Le deuil de l’enfant « parfait »

Vos enfants ne sont pas vos enfants. Ils sont les fils et les filles de l’appel de la Vie à elle-même. Ils viennent à travers vous mais non de vous. Et bien qu’ils soient avec vous, ils ne vous appartiennent pas.

Khalil Gibran

Le deuil de l’enfant parfait, celui dont nous avons tant rêvé et imaginé durant plusieurs mois, est encore un sujet tabou dans notre société. Une grande majorité de parents vivent avec plus ou moins d’intensité, une certaine ‘‘déception’’ vis-à-vis leur enfant. Certains espéraient une fille, d’autres un garçon, avec une telle morphologie et ayant un tel caractère. 
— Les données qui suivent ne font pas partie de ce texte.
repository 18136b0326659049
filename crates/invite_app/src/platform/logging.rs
//! Logging initialization for invite_app.
//!
//! File output goes to `./invite.log` in the current working directory.

use std::fs::File;
use std::path::PathBuf;

use log::LevelFilter;
use simplelog::{
    ColorChoice, CombinedLogger, Config, ConfigBuilder, SharedLogger, TermLogger, TerminalMode,
    WriteLogger,
};

const LOG_FILENAME: &str = "./invite.log";

/// Destination for log output.
#[derive(Debug, Clone, Copy, PartialEq, Eq)]
pub enum LogDestination {
    /// Write to ./invite.log in current directory.
    File,
    /// Write to the terminal (stderr for warnings and errors).
    Terminal,
    /// Write to both file and terminal.
    Both,
    /// No logger installed.
    Off,
}

/// Initialize the logger with the specified destination.
pub fn initialize(destination: LogDestination) {
    let level = if cfg!(debug_assertions) {
        LevelFilter::Debug
    } else {
        LevelFilter::Info
    };
    let config = build_config();

    let loggers: Vec<Box<dyn SharedLogger>> = match destination {
        LogDestination::Off => return,
        LogDestination::File => match create_file_logger(level, config) {
            Some(file_logger) => vec![file_logger],
            None => return,
        },
        LogDestination::Terminal => {
            vec![TermLogger::new(
                level,
                config,
                TerminalMode::Stderr,
                ColorChoice::Auto,
            )]
        }
        LogDestination::Both => {
            let mut loggers: Vec<Box<dyn SharedLogger>> = vec![TermLogger::new(
                level,
                config.clone(),
                TerminalMode::Stderr,
                ColorChoice::Auto,
            )];
            if let Some(file_logger) = create_file_logger(level, config) {
                loggers.push(file_logger);
            }
            loggers
        }
    };

    let _ = CombinedLogger::init(loggers);
}

fn build_config() -> Config {
    ConfigBuilder::new()
        .set_time_format_rfc3339()
        .set_target_level(LevelFilter::Error)
        .build()
}

fn create_file_logger(level: LevelFilter, config: Config) -> Option<Box<WriteLogger<File>>> {
    let log_path = PathBuf::from(LOG_FILENAME);
    match File::create(&log_path) {
        Ok(file) => Some(WriteLogger::new(level, config, file)),
        Err(err) => {
            eprintln!("Warning: Could not create log file at {:?}: {}", log_path, err);
            None
        }
    }
}
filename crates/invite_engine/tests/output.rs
use invite_engine::{qr_filename, render_svg, render_terminal};
use pretty_assertions::assert_eq;

#[test]
fn filename_is_deterministic_and_safe() {
    let url = "https://inv.example/?nama=Made%20%26%20Ayu";
    let fname = qr_filename("Made & Ayu", url);
    assert!(fname.starts_with("Made_Ayu--"));
    assert!(fname.ends_with(".svg"));

    // Stable hash
    assert_eq!(fname, qr_filename("Made & Ayu", url));

    // Same name, different link, different file.
    assert_ne!(fname, qr_filename("Made & Ayu", "https://other.example/?nama=x"));

    // Reserved name patched
    assert!(qr_filename("AUX", url).starts_with("AUX_--"));
}

#[test]
fn svg_respects_minimum_size() {
    let svg = render_svg("https://inv.example/?nama=Ayu", 120).unwrap();
    assert!(svg.contains("<svg"));
    assert!(svg.contains("#000000"));
}

#[test]
fn same_input_renders_identically() {
    let data = "https://inv.example/?nama=Ayu";
    assert_eq!(render_terminal(data).unwrap(), render_terminal(data).unwrap());
}
//! Base-address configuration: RON file, then environment, then CLI flag.

use std::fs;
use std::io;
use std::path::{Path, PathBuf};

use invite_logging::{invite_debug, invite_info};
use serde::{Deserialize, Serialize};
use thiserror::Error;
use url::Url;

pub const CONFIG_FILENAME: &str = ".invite_config.ron";
pub const BASE_URL_ENV: &str = "BASE_UNDANGAN_URL";

#[derive(Debug, Clone, Default, PartialEq, Eq, Serialize, Deserialize)]
#[serde(default)]
pub struct AppConfig {
    /// Invitation page the guest name is appended to. Empty disables generation.
    pub base_url: String,
}

#[derive(Debug, Error)]
pub enum ConfigError {
    #[error("failed to read config {path:?}: {source}")]
    Read { path: PathBuf, source: io::Error },
    #[error("failed to parse config {path:?}: {message}")]
    Parse { path: PathBuf, message: String },
    #[error("base url {0:?} is not an absolute http(s) address")]
    InvalidBaseUrl(String),
}

/// Resolves the configuration.
///
/// An explicit `config_path` must exist; the default file is optional.
/// Later sources win: file, then `env_base_url`, then `cli_base_url`.
pub fn load_config(
    config_path: Option<&Path>,
    env_base_url: Option<String>,
    cli_base_url: Option<String>,
) -> Result<AppConfig, ConfigError> {
    let mut config = match config_path {
        Some(path) => read_config(path)?,
        None => {
            let default_path = PathBuf::from(CONFIG_FILENAME);
            if default_path.exists() {
                read_config(&default_path)?
            } else {
                invite_debug!("no {} in working directory", CONFIG_FILENAME);
                AppConfig::default()
            }
        }
    };

    if let Some(base_url) = env_base_url {
        config.base_url = base_url;
    }
    if let Some(base_url) = cli_base_url {
        config.base_url = base_url;
    }
    config.base_url = config.base_url.trim().to_string();

    validate_base_url(&config.base_url)?;
    if config.base_url.is_empty() {
        invite_info!("no base url configured; link generation is disabled");
    }
    Ok(config)
}

fn read_config(path: &Path) -> Result<AppConfig, ConfigError> {
    let content = fs::read_to_string(path).map_err(|source| ConfigError::Read {
        path: path.to_path_buf(),
        source,
    })?;
    let config: AppConfig = ron::from_str(&content).map_err(|err| ConfigError::Parse {
        path: path.to_path_buf(),
        message: err.to_string(),
    })?;
    invite_info!("loaded config from {:?}", path);
    Ok(config)
}

fn validate_base_url(base_url: &str) -> Result<(), ConfigError> {
    if base_url.is_empty() {
        return Ok(());
    }
    match Url::parse(base_url) {
        Ok(url) if matches!(url.scheme(), "http" | "https") && url.has_host() => Ok(()),
        _ => Err(ConfigError::InvalidBaseUrl(base_url.to_string())),
    }
}

#[cfg(test)]
mod tests {
    use super::*;
    use tempfile::TempDir;

    fn write_config(dir: &TempDir, content: &str) -> PathBuf {
        let path = dir.path().join("invite.ron");
        fs::write(&path, content).unwrap();
        path
    }

    #[test]
    fn reads_base_url_from_file() {
        let dir = TempDir::new().unwrap();
        let path = write_config(&dir, r#"(base_url: "https://example.org/invite")"#);

        let config = load_config(Some(&path), None, None).unwrap();
        assert_eq!(config.base_url, "https://example.org/invite");
    }

    #[test]
    fn env_then_cli_override_file() {
        let dir = TempDir::new().unwrap();
        let path = write_config(&dir, r#"(base_url: "https://file.example/")"#);

        let config =
            load_config(Some(&path), Some("https://env.example/".to_string()), None).unwrap();
        assert_eq!(config.base_url, "https://env.example/");

        let config = load_config(
            Some(&path),
            Some("https://env.example/".to_string()),
            Some(" https://cli.example/ ".to_string()),
        )
        .unwrap();
        assert_eq!(config.base_url, "https://cli.example/");
    }

    #[test]
    fn empty_file_leaves_generation_disabled() {
        let dir = TempDir::new().unwrap();
        let path = write_config(&dir, "()");

        let config = load_config(Some(&path), None, None).unwrap();
        assert_eq!(config, AppConfig::default());
    }

    #[test]
    fn rejects_relative_or_non_http_base() {
        for bad in ["inv.example/undangan", "mailto:someone@example.org", "ftp://x.example/"] {
            let err = load_config(None, None, Some(bad.to_string())).unwrap_err();
            assert!(matches!(err, ConfigError::InvalidBaseUrl(_)), "{bad}");
        }
    }

    #[test]
    fn explicit_missing_file_is_an_error() {
        let dir = TempDir::new().unwrap();
        let err = load_config(Some(&dir.path().join("nope.ron")), None, None).unwrap_err();
        assert!(matches!(err, ConfigError::Read { .. }));
    }

    #[test]
    fn malformed_file_is_a_parse_error() {
        let dir = TempDir::new().unwrap();
        let path = write_config(&dir, "(base_url: 42)");
        let err = load_config(Some(&path), None, None).unwrap_err();
        assert!(matches!(err, ConfigError::Parse { .. }));
    }
}
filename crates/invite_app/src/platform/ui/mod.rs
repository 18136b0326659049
pub mod commands;
pub mod render;
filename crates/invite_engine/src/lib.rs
//! Invite engine: sink execution (clipboard, share, opener), QR rendering and export.
mod clipboard;
mod engine;
mod export;
mod filename;
mod opener;
mod qr;
mod share;
mod sinks;
mod types;

pub use clipboard::{ClipboardSink, SystemClipboard};
pub use engine::{run_effect, EngineHandle};
pub use export::{ensure_output_dir, export_qr_codes, ExportError, QrExportSummary};
pub use filename::qr_filename;
pub use opener::{LinkOpener, SystemOpener};
pub use qr::{render_svg, render_terminal};
pub use share::{native_share, ShareSink};
pub use sinks::Sinks;
pub use types::{EngineEvent, ShareError, ShareOutcome, SharePayload, SinkError};
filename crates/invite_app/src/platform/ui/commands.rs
use std::path::PathBuf;

use invite_core::{AppViewModel, CopyTarget, Mode, Msg, ShareChannel};

pub const HELP: &str = "\
Perintah:
  mode single|bulk        ganti mode
  name <nama>             isi nama tamu (single)
  guest <nama>            tambah satu nama ke daftar (bulk)
  guests clear            kosongkan daftar
  load <file>             isi daftar dari file, satu nama per baris
  generate                buat link untuk mode aktif
  preset <id>             pilih template pesan
  message <teks>          ubah teks pesan; \\n untuk baris baru, kosong = hapus
  copy [no]               salin pesan (no = nomor di daftar bulk)
  share wa|native [no]    bagikan pesan
  show | presets | help | quit";

/// One parsed line of the interactive session.
#[derive(Debug, Clone, PartialEq, Eq)]
pub enum Command {
    Send(Msg),
    Load(PathBuf),
    Show,
    Presets,
    Help,
    Quit,
    Invalid(String),
}

pub fn parse_command(line: &str, view: &AppViewModel) -> Command {
    let line = line.trim();
    let (word, rest) = match line.split_once(char::is_whitespace) {
        Some((word, rest)) => (word, rest.trim()),
        None => (line, ""),
    };

    match word.to_ascii_lowercase().as_str() {
        "" | "show" => Command::Show,
        "presets" => Command::Presets,
        "help" | "?" => Command::Help,
        "quit" | "exit" => Command::Quit,
        "mode" => match rest.to_ascii_lowercase().as_str() {
            "single" => Command::Send(Msg::ModeSelected(Mode::Single)),
            "bulk" => Command::Send(Msg::ModeSelected(Mode::Bulk)),
            _ => Command::Invalid("mode harus single atau bulk".to_string()),
        },
        "name" => Command::Send(Msg::NameChanged(rest.to_string())),
        "guest" if rest.is_empty() => Command::Invalid("guest butuh nama".to_string()),
        "guest" => Command::Send(Msg::BulkInputChanged(append_line(&view.bulk_input, rest))),
        "guests" if rest.eq_ignore_ascii_case("clear") => {
            Command::Send(Msg::BulkInputChanged(String::new()))
        }
        "load" if rest.is_empty() => Command::Invalid("load butuh path file".to_string()),
        "load" => Command::Load(PathBuf::from(rest)),
        "generate" => Command::Send(match view.mode {
            Mode::Single => Msg::GenerateSingle,
            Mode::Bulk => Msg::GenerateBulk,
        }),
        "preset" if rest.is_empty() => Command::Presets,
        "preset" => Command::Send(Msg::PresetSelected(rest.to_string())),
        "message" => Command::Send(Msg::MessageEdited(unescape(rest))),
        "copy" => match target(view, rest) {
            Ok(target) => Command::Send(Msg::DispatchRequested {
                target,
                channel: ShareChannel::Clipboard,
            }),
            Err(reason) => Command::Invalid(reason),
        },
        "share" => {
            let (channel_word, index) = match rest.split_once(char::is_whitespace) {
                Some((channel, index)) => (channel, index.trim()),
                None => (rest, ""),
            };
            let channel = match channel_word.to_ascii_lowercase().as_str() {
                "wa" => ShareChannel::DirectMessage,
                "native" => ShareChannel::SystemShare,
                _ => return Command::Invalid("share harus wa atau native".to_string()),
            };
            match target(view, index) {
                Ok(target) => Command::Send(Msg::DispatchRequested { target, channel }),
                Err(reason) => Command::Invalid(reason),
            }
        }
        other => Command::Invalid(format!("perintah tidak dikenal: {other}")),
    }
}

/// Row addressed by a copy/share command; bulk rows are numbered from 1.
fn target(view: &AppViewModel, index: &str) -> Result<CopyTarget, String> {
    match view.mode {
        Mode::Single => Ok(CopyTarget::Single),
        Mode::Bulk if index.is_empty() => Ok(CopyTarget::Bulk(0)),
        Mode::Bulk => match index.parse::<usize>() {
            Ok(number) if number >= 1 => Ok(CopyTarget::Bulk(number - 1)),
            _ => Err(format!("nomor tidak valid: {index}")),
        },
    }
}

fn append_line(existing: &str, line: &str) -> String {
    if existing.trim().is_empty() {
        line.to_string()
    } else {
        format!("{}\n{line}", existing.trim_end())
    }
}

fn unescape(text: &str) -> String {
    text.replace("\\n", "\n")
}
Or, l’enfant qui naît n’est que rarement comme nous l’avions imaginé. Parfois, il comble nos attentes et au-delà et parfois, il chamboule entièrement notre vision que nous avions de lui. Dans les deux cas, il y a matière à réflexion et introspection sur nos motivations personnelles en tant que parents.   

Les futurs parents s’imaginent la vie que leur enfant aura, s’inventent un parcours de vie qui leur ressemble ou qu’ils aimeraient avoir et le transpose sur l’enfant à naître : Un parcours académique, un choix de carrière, une vie familiale, etc. 

Pourtant, un enfant n’a pas à répondre aux critères, ni aux souhaites de ses parents. Il est essentiel que le parent parvienne à accepter son enfant tel qu’il est afin qu’il puisse s’investir affectivement avec son enfant. 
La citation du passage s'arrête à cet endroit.